EXERCISE MATERIALS:
↓↓↓
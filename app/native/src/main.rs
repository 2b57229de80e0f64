#![allow(clippy::multiple_crate_versions)]

//! netlock binary. See `netlock --help`.

fn main() {
    if let Err(err) = netlock_lib::cli::run() {
        eprintln!("netlock: {err}");
        std::process::exit(1);
    }
}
↑↑↑
EXERCISE PROMPT: Print every entry exactly.

REPLY:
filename app/native/src/main.rs
repository 2b57229de80e0f64
#![allow(clippy::multiple_crate_versions)]

//! netlock binary. See `netlock --help`.

fn main() {
    if let Err(err) = netlock_lib::cli::run() {
        eprintln!("netlock: {err}");
        std::process::exit(1);
    }
}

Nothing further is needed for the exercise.